The world’s top cities are facing an increase in the risk of a real estate bubble.
The risk of real estate bubbles in the world’s top cities has increased significantly over the past five years, according to the ubs wealth management annual report.
The study found that Toronto was the most dangerous territory, closely related to Stockholm, Munich, vancouver, Sydney, London and Hong Kong. Prices in each city have risen by an average of nearly 50 percent since 2011, while prices in other major cities have risen by about 15 percent, according to the report.
Average house prices in Toronto are $860,000. That number has slowed in recent months, as new provincial housing policies have been enacted to curb soaring housing prices.
But are these markets overvalued so that there is a risk of bubbles?
Although the study used the word “bubble” to describe some of the market, but this does not mean that in a high risk exists in the field of city “implosion”, one of the authors of the report, Jonathan Woloshin said.
Although no higher risk in the United States city, San Francisco and Los Angeles is considered to be high, because the rent and house prices are more than the income, so there is an absolute affordability issues, “Woloshin tell Here&Now ‘s Jeremy hobson.
He said real estate in several other U.S. cities, including New York and Boston, was seen as fair value based on job growth, income levels and average housing size.
Compared with other global cities, Chicago is considered undervalued.
“If you look at Hong Kong’s residential average size compared to the United States,” Woloshin said, “not to say, Hong Kong, London or a city like Sydney may be relatively more expensive to their counterparts in the United States”
In fact, Christie’s international real estate report found that Hong Kong overtook London as the world’s first luxury market for the first time. Dan Conn, Christie’s chief executive, told hobson in May that Hong Kong had become an attractive and safe market for wealthy Chinese buyers.
The price surge has had a negative impact. They have squeezed low – and middle-income earners out of the market, increasing the gap between the rich and the poor, and even leading to a rush to build homes that critics say will make us sick.
“There are several things that are different this time,” he said, compared with the last real estate bubble 10 years ago. “first, the quality of mortgage underwriting is much better [and] first. 2. Interest rates are significantly lower than the previous cycle. ”
As related to the company’s chief executive, Jeff Braun told hobson last month, the hot real estate market in cities like New York and San Francisco supported by the strong job growth, particularly in the technology industry. The company’s current project in Manhattan’s Hudson Yards area is the largest private mixed-use real estate development in U.S. history.
“Both cities are pushing a lot of technology and technology companies,” he said. “If you look at job creation in this sector and diversification away from financial services, that’s the real reason for this economic development.”
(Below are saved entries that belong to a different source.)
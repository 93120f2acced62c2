//! # Error Types
//!
//! Custom error types for RC Keybridge using `thiserror`.

use thiserror::Error;

/// Main error type for RC Keybridge
#[derive(Debug, Error)]
pub enum BridgeError {
    /// DUML serial protocol errors (bad start byte, short read, length mismatch)
    #[error("DUML protocol error: {0}")]
    DumlProtocol(String),

    /// Configuration errors
    #[error("Configuration error: {0}")]
    Config(#[from] toml::de::Error),

    /// I/O errors
    #[error("I/O error: {0}")]
    Io(#[from] std::io::Error),

    /// Serial port errors
    #[error("Serial error: {0}")]
    Serial(String),

    /// None of the candidate serial ports could be opened
    #[error("Serial port not found (tried: {0})")]
    SerialPortNotFound(String),

    /// Joystick device errors
    #[error("Controller error: {0}")]
    Controller(String),

    /// No joystick device matched
    #[error("No matching joystick device found")]
    ControllerNotFound,

    /// Virtual keyboard errors
    #[error("Keyboard error: {0}")]
    Keyboard(String),
}

/// Result type alias for RC Keybridge
pub type Result<T> = std::result::Result<T, BridgeError>;

/// Linux `EIO`, returned by writes to a tty after a hangup.
pub(crate) const EIO: i32 = 5;

/// Linux `ENODEV`, reported once a USB device has gone away.
pub(crate) const ENODEV: i32 = 19;

/// Whether an I/O error means the device itself is gone rather than one
/// read having failed.
pub(crate) fn is_device_gone(e: &std::io::Error) -> bool {
    matches!(e.raw_os_error(), Some(ENODEV) | Some(EIO))
        || matches!(
            e.kind(),
            std::io::ErrorKind::NotFound | std::io::ErrorKind::BrokenPipe
        )
}
//! # Key Bindings
//!
//! The symbolic keys the bridge can assert, and how drone axes and one-shot
//! actions map onto them.
//!
//! | Axis | Positive | Negative |
//! |------|----------|----------|
//! | Pitch | `w` | `s` |
//! | Roll | `d` | `a` |
//! | Yaw | `e` | `q` |
//! | Throttle | `c` | `z` |
//! | Camera pitch | `Down` | `Up` |
//! | Camera yaw | `Right` | `Left` |

use evdev::Key;
use std::fmt;

/// A key on the virtual keyboard.
#[derive(Debug, Clone, Copy, PartialEq, Eq, PartialOrd, Ord, Hash)]
pub enum VirtualKey {
    W,
    A,
    S,
    D,
    Q,
    E,
    C,
    Z,
    F,
    T,
    Num1,
    Num2,
    Num3,
    Up,
    Down,
    Left,
    Right,
    Space,
}

impl VirtualKey {
    /// Every key the virtual keyboard advertises.
    pub const ALL: [VirtualKey; 18] = [
        VirtualKey::W,
        VirtualKey::A,
        VirtualKey::S,
        VirtualKey::D,
        VirtualKey::Q,
        VirtualKey::E,
        VirtualKey::C,
        VirtualKey::Z,
        VirtualKey::F,
        VirtualKey::T,
        VirtualKey::Num1,
        VirtualKey::Num2,
        VirtualKey::Num3,
        VirtualKey::Up,
        VirtualKey::Down,
        VirtualKey::Left,
        VirtualKey::Right,
        VirtualKey::Space,
    ];

    /// Linux input key code.
    #[must_use]
    pub fn evdev_key(self) -> Key {
        match self {
            VirtualKey::W => Key::KEY_W,
            VirtualKey::A => Key::KEY_A,
            VirtualKey::S => Key::KEY_S,
            VirtualKey::D => Key::KEY_D,
            VirtualKey::Q => Key::KEY_Q,
            VirtualKey::E => Key::KEY_E,
            VirtualKey::C => Key::KEY_C,
            VirtualKey::Z => Key::KEY_Z,
            VirtualKey::F => Key::KEY_F,
            VirtualKey::T => Key::KEY_T,
            VirtualKey::Num1 => Key::KEY_1,
            VirtualKey::Num2 => Key::KEY_2,
            VirtualKey::Num3 => Key::KEY_3,
            VirtualKey::Up => Key::KEY_UP,
            VirtualKey::Down => Key::KEY_DOWN,
            VirtualKey::Left => Key::KEY_LEFT,
            VirtualKey::Right => Key::KEY_RIGHT,
            VirtualKey::Space => Key::KEY_SPACE,
        }
    }

    /// Name used in event logs.
    #[must_use]
    pub fn label(self) -> &'static str {
        match self {
            VirtualKey::W => "w",
            VirtualKey::A => "a",
            VirtualKey::S => "s",
            VirtualKey::D => "d",
            VirtualKey::Q => "q",
            VirtualKey::E => "e",
            VirtualKey::C => "c",
            VirtualKey::Z => "z",
            VirtualKey::F => "f",
            VirtualKey::T => "t",
            VirtualKey::Num1 => "1",
            VirtualKey::Num2 => "2",
            VirtualKey::Num3 => "3",
            VirtualKey::Up => "Up",
            VirtualKey::Down => "Down",
            VirtualKey::Left => "Left",
            VirtualKey::Right => "Right",
            VirtualKey::Space => "Space",
        }
    }
}

impl fmt::Display for VirtualKey {
    fn fmt(&self, f: &mut fmt::Formatter<'_>) -> fmt::Result {
        f.write_str(self.label())
    }
}

/// A continuous control driven as a pair of opposing keys.
#[derive(Debug, Clone, Copy, PartialEq, Eq, PartialOrd, Ord, Hash)]
pub enum KeyAxis {
    Pitch,
    Roll,
    Yaw,
    Throttle,
    CameraPitch,
    CameraYaw,
}

impl KeyAxis {
    /// (positive, negative) keys for this axis.
    #[must_use]
    pub fn keys(self) -> (VirtualKey, VirtualKey) {
        match self {
            KeyAxis::Pitch => (VirtualKey::W, VirtualKey::S),
            KeyAxis::Roll => (VirtualKey::D, VirtualKey::A),
            KeyAxis::Yaw => (VirtualKey::E, VirtualKey::Q),
            KeyAxis::Throttle => (VirtualKey::C, VirtualKey::Z),
            KeyAxis::CameraPitch => (VirtualKey::Down, VirtualKey::Up),
            KeyAxis::CameraYaw => (VirtualKey::Right, VirtualKey::Left),
        }
    }
}

/// A one-shot command sent as a key tap.
#[derive(Debug, Clone, Copy, PartialEq, Eq, PartialOrd, Ord, Hash)]
pub enum KeyAction {
    CameraWide,
    CameraZoom,
    CameraIr,
    Picture,
    Annotation,
    Pause,
}

impl KeyAction {
    #[must_use]
    pub fn key(self) -> VirtualKey {
        match self {
            KeyAction::CameraWide => VirtualKey::Num1,
            KeyAction::CameraZoom => VirtualKey::Num2,
            KeyAction::CameraIr => VirtualKey::Num3,
            KeyAction::Picture => VirtualKey::F,
            KeyAction::Annotation => VirtualKey::T,
            KeyAction::Pause => VirtualKey::Space,
        }
    }
}
//! # RC Keybridge Library
//!
//! Drive keyboard-only drone software with a real DJI remote controller.
//!
//! This library reads a handset (DJI RC3 as a USB joystick, or DJI RC-N1
//! over its DUML serial link), normalizes it into a [`ControllerSnapshot`],
//! and translates each snapshot into debounced key presses on a virtual
//! keyboard. Timed macros can override the live sticks. The [`monitor`]
//! prints snapshots instead, for checking a handset without a keyboard.
//!
//! [`ControllerSnapshot`]: controller::ControllerSnapshot

pub mod bridge;
pub mod config;
pub mod controller;
pub mod duml;
pub mod error;
pub mod keyboard;
pub mod monitor;
pub mod sequence;
pub mod serial;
Woloshin also agrees that low interest rates play an important role in rising house prices because they make mortgages cheaper. According to Freddie Mac, the typical rate for a 30-year loan is 3.91%, which is low by historical standards.
“In the United States, the median home price is about $260,000,” he said. “But when you start moving to these multi-million dollar cities, it makes a huge difference.”
While the report shows that some cities are at risk of a bubble, Woloshin believes ubs’s data reflect the positive state of the global economy.
“Obviously, there’s never been a perfectly clear, but it’s a good global coordinated recovery, and we’ve seen it for quite some time,” he said.